Federal Court Decisions

Decision Information

Decision Content

Date: 20240717


Docket: IMM-4176-23

Citation: 2024 FC 1119

Ottawa, Ontario, July 17, 2024

PRESENT: Madam Justice Sadrehashemi

BETWEEN:

GHULAM SAMAD NOORY

Applicant

and

THE MINISTER OF CITIZENSHIP AND IMMIGRATION

Respondent

JUDGMENT AND REASONS

I. Overview

[1] The Applicant, Ghulam Samad Noory, is a citizen of Afghanistan. He fled his home country approximately 24 years ago after being detained and tortured by the Taliban. He eventually ended up in the United States, where he worked as a driver and a cook for almost ten years at the Afghan Embassy in Washington, DC.

[2] Mr. Noory came to Canada in 2018 and made a claim for refugee protection. He was not permitted to proceed with his claim before the Refugee Protection Division because he was found to be inadmissible for being a member of the Mujaheddin resistance in Afghanistan from 1980 until 1992. He then filed an application for a Pre-Removal Risk Assessment (“PRRA”) claiming that he was primarily at risk from the Taliban because of his previous work educating girls in Afghanistan and his work for the former Afghan government at an embassy in the United States.

[3] Mr. Noory’s PRRA was refused. He challenges this refusal on judicial review. Mr. Noory argues that the decision is unreasonable because the Officer fails to address the relevant evidence in the record that contradicts their findings, makes other findings that are irrelevant and/or unsupported by the record, and misapplies the standard of proof required.

[4] I agree with Mr. Noory that the Officer’s review of the evidence related to his risk as a former employee of the former Afghan government is unreasonable and that the matter needs to be redetermined on that basis. Mr. Noory also argues that the Officer erred in making veiled credibility findings while not holding an oral hearing. I find it unnecessary to address Mr. Noory’s argument on the oral hearing requirement given that I have found the matter needs to be redetermined in any case because of the Officer’s unreasonable assessment of the evidence.

II. Analysis

[5] Due to Mr. Noory’s inadmissibility under paragraph 34(1)(b) of the Immigration and Refugee Protection Act, SC 2001, c 27 [IRPA], for “engaging in or instigating the subversion by force of any government”, the Officer was limited to only considering his risk on the basis of section 97 of IRPA, and not section 96 (see s 112(3)(a) of IRPA). The Officer had to consider on a balance of probabilities whether Mr. Noory would personally be subject to a danger of torture, a risk of life, or a risk of cruel and unusual treatment or punishment in Afghanistan.

[6] The Officer rejected the application because they found Mr. Noory had not established that he was of interest to the Taliban. The Officer concluded that the risk to Mr. Noory was generalized and not personalized. But Mr. Noory was not relying on generalized country conditions: Mr.

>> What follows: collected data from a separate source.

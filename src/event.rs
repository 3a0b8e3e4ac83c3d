use super::*;

pub(crate) enum Event {
  FavoriteToggled {
    result: Result<Favorite, ApiError>,
    title: String,
    user: User,
  },
  SignedIn {
    previous: Option<User>,
    result: Result<User, ApiError>,
  },
  StoriesFetched {
    previous: StoryList,
    result: Result<StoryList, ApiError>,
  },
  StoryAdded {
    result: Result<Story, ApiError>,
    stories: StoryList,
    user: User,
  },
  StoryRemoved {
    result: Result<Option<Story>, ApiError>,
    stories: StoryList,
    story_id: StoryId,
    user: User,
  },
}
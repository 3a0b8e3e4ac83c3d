use super::*;

#[derive(Debug, Deserialize)]
pub(crate) struct AuthResponse {
  pub(crate) token: String,
  pub(crate) user: UserProfile,
}

#[derive(Debug, Deserialize)]
pub(crate) struct ErrorResponse {
  pub(crate) error: ErrorDetail,
}

#[derive(Debug, Deserialize)]
pub(crate) struct ErrorDetail {
  pub(crate) message: Option<String>,
  pub(crate) title: Option<String>,
}

#[derive(Debug, Deserialize)]
pub(crate) struct MessageResponse {
  pub(crate) message: String,
}

#[derive(Debug, Deserialize)]
pub(crate) struct StoriesResponse {
  pub(crate) stories: Vec<Story>,
}

#[derive(Debug, Deserialize)]
pub(crate) struct StoryResponse {
  pub(crate) story: Story,
}

#[derive(Debug, Deserialize)]
pub(crate) struct UserResponse {
  pub(crate) user: UserProfile,
}

/// User record as the API embeds it; own stories arrive under `stories`.
#[derive(Debug, Deserialize)]
#[serde(rename_all = "camelCase")]
pub(crate) struct UserProfile {
  pub(crate) created_at: DateTime<Utc>,
  #[serde(default)]
  pub(crate) favorites: Vec<Story>,
  pub(crate) name: String,
  #[serde(default, rename = "stories")]
  pub(crate) own_stories: Vec<Story>,
  pub(crate) username: String,
}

Noory had established that he worked for the former government at an embassy in the United States for many years, and that he had been previously detained and tortured by the Taliban. At the time the Officer considered the application, the Officer also recognized that the Taliban had regained power in Afghanistan and was in control of the country.

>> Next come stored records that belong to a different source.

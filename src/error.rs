use super::*;

/// Failures from talking to the story API, classified so callers can decide
/// whether to retry, prompt for a login, or just report.
#[derive(Debug, thiserror::Error)]
pub(crate) enum ApiError {
  #[error("malformed url `{url}`: {reason}")]
  MalformedUrl { reason: String, url: String },
  #[error("not found: {message}")]
  NotFound { message: String },
  #[error("server responded with {status}: {message}")]
  Server { message: String, status: StatusCode },
  #[error("request failed: {0}")]
  Transport(#[from] reqwest::Error),
  #[error("not authorized: {message}")]
  Unauthorized { message: String },
}

impl ApiError {
  pub(crate) fn from_status(status: StatusCode, message: String) -> Self {
    match status {
      StatusCode::UNAUTHORIZED | StatusCode::FORBIDDEN => {
        Self::Unauthorized { message }
      }
      StatusCode::NOT_FOUND => Self::NotFound { message },
      _ => Self::Server { message, status },
    }
  }

  pub(crate) fn malformed_url(url: &str, reason: impl ToString) -> Self {
    Self::MalformedUrl {
      reason: reason.to_string(),
      url: url.to_string(),
    }
  }
}
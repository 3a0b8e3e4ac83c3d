use super::*;

#[derive(Clone, Debug, Deserialize, Eq, Hash, PartialEq, Serialize)]
#[serde(transparent)]
pub(crate) struct StoryId(String);

impl StoryId {
  pub(crate) fn as_str(&self) -> &str {
    &self.0
  }
}

impl Display for StoryId {
  fn fmt(&self, f: &mut fmt::Formatter<'_>) -> fmt::Result {
    f.write_str(&self.0)
  }
}

impl From<&str> for StoryId {
  fn from(id: &str) -> Self {
    Self(id.to_string())
  }
}

impl From<String> for StoryId {
  fn from(id: String) -> Self {
    Self(id)
  }
}

#[derive(Clone, Debug, Deserialize, PartialEq, Serialize)]
#[serde(rename_all = "camelCase")]
pub(crate) struct Story {
  pub(crate) author: String,
  pub(crate) created_at: DateTime<Utc>,
  pub(crate) story_id: StoryId,
  pub(crate) title: String,
  pub(crate) url: String,
  pub(crate) username: String,
}

impl Story {
  pub(crate) fn hostname(&self) -> Result<String, ApiError> {
    let url = Url::parse(&self.url)
      .map_err(|error| ApiError::malformed_url(&self.url, error))?;

    url
      .host_str()
      .map(str::to_string)
      .ok_or_else(|| ApiError::malformed_url(&self.url, "missing host"))
  }

  pub(crate) fn posted_at(&self) -> String {
    self.created_at.format("%Y-%m-%d").to_string()
  }
}

/// Draft sent when posting a story; the server fills in the rest.
#[derive(Clone, Debug, PartialEq, Serialize)]
pub(crate) struct NewStory {
  pub(crate) author: String,
  pub(crate) title: String,
  pub(crate) url: String,
}

#[cfg(test)]
pub(crate) fn sample_story(id: &str, url: &str) -> Story {
  Story {
    author: "Ada".to_string(),
    created_at: DateTime::parse_from_rfc3339("2024-03-01T12:00:00Z")
      .unwrap()
      .with_timezone(&Utc),
    story_id: StoryId::from(id),
    title: format!("Story {id}"),
    url: url.to_string(),
    username: "ada".to_string(),
  }
}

[7] The Officer’s key concern was that Mr. Noory had not shown that the Taliban would target him if he returned. The Officer noted that Mr. Noory was not personally named by the Taliban in a meeting in his village denouncing those who worked with foreign governments. The Officer further noted that the village elders who had been present in the meeting with the Taliban did not explain in their letter “how [they]… can be certain that the applicant’s life would be at risk.” The Officer also noted that Mr. Noory was not named in the objective country reports about the Taliban targeting former government employees, nor was he able to demonstrate that he was on “a list of wanted individuals by the Taliban.”

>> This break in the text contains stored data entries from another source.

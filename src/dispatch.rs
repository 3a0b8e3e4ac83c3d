use super::*;

pub(crate) struct Dispatch {
  pub(crate) effects: Vec<Effect>,
  pub(crate) should_exit: bool,
}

[8] In my view, the Officer was not applying the appropriate standard to the question before them. The decision is replete with examples of the Officer requiring that the Applicant provide evidence that he is a named target of the Taliban. This is not the requirement and leaves me with little confidence that the Officer applied the section 97 test reasonably. Certainty is not required; a person does not need to be named in the objective country reports, or be personally named as a target in a meeting in their village, or be able to produce a wanted list on which they are listed. The test is on a balance of probabilities in relation to a danger and risk of particular harms, not certainty that these feared harms will befall them.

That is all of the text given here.